Outro dado interessante que ilustra o quanto a agricultura indígena alterou a floresta e paisagem amazônica e co-evoluiu com ela, segundo Evaristo E. Miranda, é o fato dos sítios arqueológicos amazônicos estarem associados a terras de cor muito escura, conhecidas como “terra preta de índio”, que formam um mosaico de áreas com vegetação em diferentes estágios de reconstituição, desde pequenas capoeiras até matas secundárias e bem recompostas. Isso é facilmente observável, ainda hoje, através de imagens de satélite: a floresta parece um mosaico de matas com diversos tamanhos e fisionomias, em função da idade das capoeiras, desenhando figuras geométricas bem definidas (círculos, elipses, polígonos, etc). Elas descrevem a fantástica história das relações homem-natureza, caracterizada pelo enriquecimento contínuo de determinadas unidades de vegetação com plantas de interesse alimentar, medicinal ou simbólico, úteis para a fabricação de instrumentos de caça, pesca e, posteriormente, para a agricultura. Ao longo dos séculos, esses povos foram transformando as florestas e, de certa forma, co-evoluíram com a vegetação. “Os conhecimentos dos grupos humanos sobre os diversos usos das plantas amazônicas os levaram a favorecer algumas delas, protegendo-as ou disseminando-as em determinados locais”, segundo Evavisto Miranda.
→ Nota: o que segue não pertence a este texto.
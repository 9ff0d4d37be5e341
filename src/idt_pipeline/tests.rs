use std::path::PathBuf;

use crate::idt_pipeline::colour::{
    OptimisationSpace, ReferenceColourChecker, ReferenceColourCheckerId,
};
use crate::idt_pipeline::common::{IdtError, Stage};
use crate::idt_pipeline::config::{CaptureSet, DecodingConfig, DecodingMethod, IdtConfig};
use crate::idt_pipeline::image::RgbImage;
use crate::idt_pipeline::pipeline::IdtPipeline;
use crate::idt_pipeline::sampler::{ChartGeometry, PatchRegion, RawSample, SamplerOutput};
use crate::idt_pipeline::testing::{
    MockImageSource, reference_aces_rgb, render_chart, synthetic_capture,
};

/// Per-channel sensitivity of the synthetic camera, its white point.
const CAMERA_GAINS: [f64; 3] = [0.8, 1.0, 1.3];

/// Affine encoding of the synthetic camera.
fn encode(aces: [f64; 3]) -> [f64; 3] {
    [0, 1, 2].map(|c| 0.1 * CAMERA_GAINS[c] * aces[c] + 0.05)
}

fn to_f32(rgb: [f64; 3]) -> [f32; 3] {
    rgb.map(|v| v as f32)
}

/// Checker photographs at each EV plus one grey-card photograph.
fn synthetic_shoot(evs: &[f64]) -> (MockImageSource, CaptureSet) {
    let geometry = ChartGeometry::default();
    let reference = reference_aces_rgb();
    let mut source = MockImageSource::new().with_image(
        "grey.tiff",
        RgbImage::filled(64, 64, to_f32(encode([0.18; 3]))),
    );
    let mut captures = CaptureSet::new().with_grey_card(vec![PathBuf::from("grey.tiff")]);

    for &ev in evs {
        let colours: Vec<[f32; 3]> = reference
            .iter()
            .map(|rgb| to_f32(encode(rgb.map(|v| v * ev.exp2()))))
            .collect();
        let path = PathBuf::from(format!("checker_{ev}.tiff"));
        source = source.with_image(path.clone(), render_chart(&geometry, 120, 80, &colours, [0.0; 3]));
        captures = captures.with_exposure(format!("{ev:+} stops"), vec![path]);
    }
    (source, captures)
}

fn config() -> IdtConfig {
    IdtConfig::builder()
        .camera_model("Synthetic Camera")
        .lut_size(256)
        .decoding(DecodingConfig {
            method: DecodingMethod::Median,
            ev_range: vec![-2.0, 0.0, 2.0],
            ev_weights: None,
        })
        .build()
        .unwrap()
}

#[test]
fn test_end_to_end_synthetic_checker() {
    let (source, captures) = synthetic_shoot(&[-2.0, 0.0, 2.0]);
    let pipeline = IdtPipeline::with_custom(source, config(), ChartGeometry::default()).unwrap();

    let outcome = pipeline.run(&captures).unwrap();

    let lut = &outcome.decoding_lut;
    assert_eq!(lut.camera_model, "Synthetic Camera");
    assert_eq!(lut.size(), 256);
    for channel in &lut.lut.channels {
        assert!(channel.is_monotonic());
    }

    let result = &outcome.optimisation;
    assert!(result.converged);
    assert!(result.delta_e < 1e-3, "delta E {}", result.delta_e);

    // white balance undoes the camera's channel sensitivities
    let ratio = result.rgb_w[2] / result.rgb_w[0];
    let expected = CAMERA_GAINS[0] / CAMERA_GAINS[2];
    assert!((ratio - expected).abs() < 1e-3, "ratio {ratio}, expected {expected}");
    assert!(result.white_point_error < 1e-6);

    assert_eq!(outcome.decoded.exposures, [-2.0, 0.0, 2.0]);
    assert!(!outcome.decoded.grey_from_checker);
    assert!(outcome.merge.overwritten.is_empty());
}

#[test]
fn test_decode_reproduces_fitted_linear_values() {
    let (source, captures) = synthetic_shoot(&[-2.0, 0.0, 2.0]);
    let config = IdtConfig::builder()
        .lut_size(512)
        .decoding_method(DecodingMethod::PerChannel)
        .build()
        .unwrap();
    let outcome = IdtPipeline::with_custom(source, config, ChartGeometry::default())
        .unwrap()
        .run(&captures)
        .unwrap();

    let reference = reference_aces_rgb();
    let neutrals = pipeline_neutrals();
    for ev in [-2.0f64, 0.0, 2.0] {
        for patch in neutrals.clone() {
            let linear = reference[patch].map(|v| v * ev.exp2());
            let decoded = outcome.decoding_lut.apply_rgb(encode(linear));
            for c in 0..3 {
                assert!(
                    (decoded[c] - linear[c]).abs() < 1e-4,
                    "patch {patch} at {ev}: {} vs {}",
                    decoded[c],
                    linear[c]
                );
            }
        }
    }
}

fn pipeline_neutrals() -> std::ops::Range<usize> {
    ReferenceColourChecker::load(ReferenceColourCheckerId::ColorChecker24).neutrals
}

#[test]
fn test_timings_cover_every_stage() {
    let (source, captures) = synthetic_shoot(&[-2.0, 0.0, 2.0]);
    let outcome = IdtPipeline::with_custom(source, config(), ChartGeometry::default())
        .unwrap()
        .run(&captures)
        .unwrap();

    let stages: Vec<Stage> = outcome.timings.stages().iter().map(|s| s.stage).collect();
    assert_eq!(
        stages,
        [
            Stage::Sampler,
            Stage::Sorter,
            Stage::LutBuilder,
            Stage::LutFilter,
            Stage::Decoder,
            Stage::Optimiser
        ]
    );
}

#[test]
fn test_duplicate_exposures_are_reported() {
    let (source, captures) = synthetic_shoot(&[-2.0, 0.0, 2.0]);
    let captures = CaptureSet {
        colour_checker: captures
            .colour_checker
            .into_iter()
            .rev()
            .chain([(String::from("-2"), vec![PathBuf::from(format!("checker_{}.tiff", -2.0))])])
            .collect(),
        ..captures
    };

    let outcome = IdtPipeline::with_custom(source, config(), ChartGeometry::default())
        .unwrap()
        .run(&captures)
        .unwrap();

    assert_eq!(outcome.merge.overwritten.len(), 1);
    assert_eq!(outcome.merge.overwritten[0].kept, "-2");
    assert_eq!(outcome.merge.accepted.len(), 3);
}

#[test]
fn test_grey_card_falls_back_to_checker() {
    let config = IdtConfig::builder()
        .optimisation_space(OptimisationSpace::Ipt)
        .lut_size(256)
        .build()
        .unwrap();
    let pipeline =
        IdtPipeline::with_custom(MockImageSource::new(), config, ChartGeometry::default()).unwrap();

    let capture = synthetic_capture(&[-1.0, 0.0, 1.0], encode);
    let with_card = pipeline
        .characterise(SamplerOutput {
            grey_card: Some(RawSample::uniform(encode([0.18; 3]), 100)),
            ..capture.clone()
        })
        .unwrap();
    let fallback = pipeline.characterise(capture).unwrap();

    assert!(fallback.decoded.grey_from_checker);
    assert!(!with_card.decoded.grey_from_checker);

    let (expected, result) = (&with_card.optimisation, &fallback.optimisation);
    assert!((result.k - expected.k).abs() < 1e-9, "k {} vs {}", result.k, expected.k);
    for c in 0..3 {
        assert!(
            (result.rgb_w[c] - expected.rgb_w[c]).abs() < 1e-9,
            "rgb_w {:?} vs {:?}",
            result.rgb_w,
            expected.rgb_w
        );
    }
    assert!((result.m - expected.m).abs().max() < 1e-6);
    assert!((result.delta_e - expected.delta_e).abs() < 1e-6);
}

#[test]
fn test_missing_image_fails_before_sampling() {
    let (_, captures) = synthetic_shoot(&[0.0]);
    let pipeline =
        IdtPipeline::with_custom(MockImageSource::new(), config(), ChartGeometry::default()).unwrap();
    match pipeline.run(&captures) {
        Err(IdtError::InputReadError(message)) => {
            assert!(message.contains("File does not exist"), "{message}")
        }
        other => panic!("expected a missing file error, got {other:?}"),
    }
}

#[test]
fn test_mixed_file_types_are_rejected() {
    let (source, captures) = synthetic_shoot(&[-2.0, 0.0, 2.0]);
    let source = source.with_image("grey.arw", RgbImage::filled(8, 8, [0.1; 3]));
    let captures = captures.with_grey_card(vec![PathBuf::from("grey.arw")]);

    let pipeline = IdtPipeline::with_custom(source, config(), ChartGeometry::default()).unwrap();
    assert!(matches!(pipeline.run(&captures), Err(IdtError::InvalidConfig(_))));
}

#[test]
fn test_tif_and_tiff_count_as_one_file_type() {
    let (source, captures) = synthetic_shoot(&[-2.0, 0.0, 2.0]);
    let source = source.with_image(
        "grey.TIF",
        RgbImage::filled(64, 64, to_f32(encode([0.18; 3]))),
    );
    let captures = captures.with_grey_card(vec![PathBuf::from("grey.TIF")]);

    let pipeline = IdtPipeline::with_custom(source, config(), ChartGeometry::default()).unwrap();
    assert!(pipeline.run(&captures).is_ok());
}

#[test]
fn test_missing_reference_exposure_fails() {
    let (source, captures) = synthetic_shoot(&[1.0, 3.0]);
    let pipeline = IdtPipeline::with_custom(source, config(), ChartGeometry::default()).unwrap();
    assert!(matches!(
        pipeline.run(&captures),
        Err(IdtError::MissingReferenceExposure(_))
    ));
}

#[test]
fn test_flat_camera_fails_in_lut_builder() {
    let pipeline =
        IdtPipeline::with_custom(MockImageSource::new(), config(), ChartGeometry::default()).unwrap();
    let result = pipeline.characterise(synthetic_capture(&[-2.0, 0.0, 2.0], |_| [0.4; 3]));
    assert!(matches!(
        result,
        Err(IdtError::InsufficientSamples {
            stage: Stage::LutBuilder,
            ..
        })
    ));
}

#[test]
fn test_invalid_geometry_fails_at_construction() {
    let geometry = ChartGeometry::grid(4, 5, PatchRegion::FULL_FRAME, 0.5);
    let result = IdtPipeline::with_custom(MockImageSource::new(), config(), geometry);
    assert!(matches!(result, Err(IdtError::InvalidConfig(_))));
}

#[test]
fn test_invalid_config_fails_at_construction() {
    let mut config = config();
    config.lut.size = 0;
    let result = IdtPipeline::with_custom(MockImageSource::new(), config, ChartGeometry::default());
    assert!(matches!(result, Err(IdtError::InvalidConfig(_))));
}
Esse debate, no entanto, não é puramente acadêmico. Na Amazônia, populações tradicionais são ainda constrangidas a abandonar seus locais de moradia, seja pela perspectiva de construção de usinas hidrelétricas, como acontece agora no Tapajós, seja para a constituição de alguns tipos de unidade de conservação que restringem bastante a ocupação humana, mesmo que em condições de baixa densidade demográfica e baixo impacto.
Parece claro que não são esses ribeirinhos e quilombolas as reais ameaças à preservação da floresta. Ao contrário, pode ser que seja sua ação de manejo que garanta uma parte da própria reprodução da Amazônia que hoje conhecemos e queremos proteger. Ao forçar seu deslocamento, não estaria o poder público matando o mutum que põe os ovos de ouro?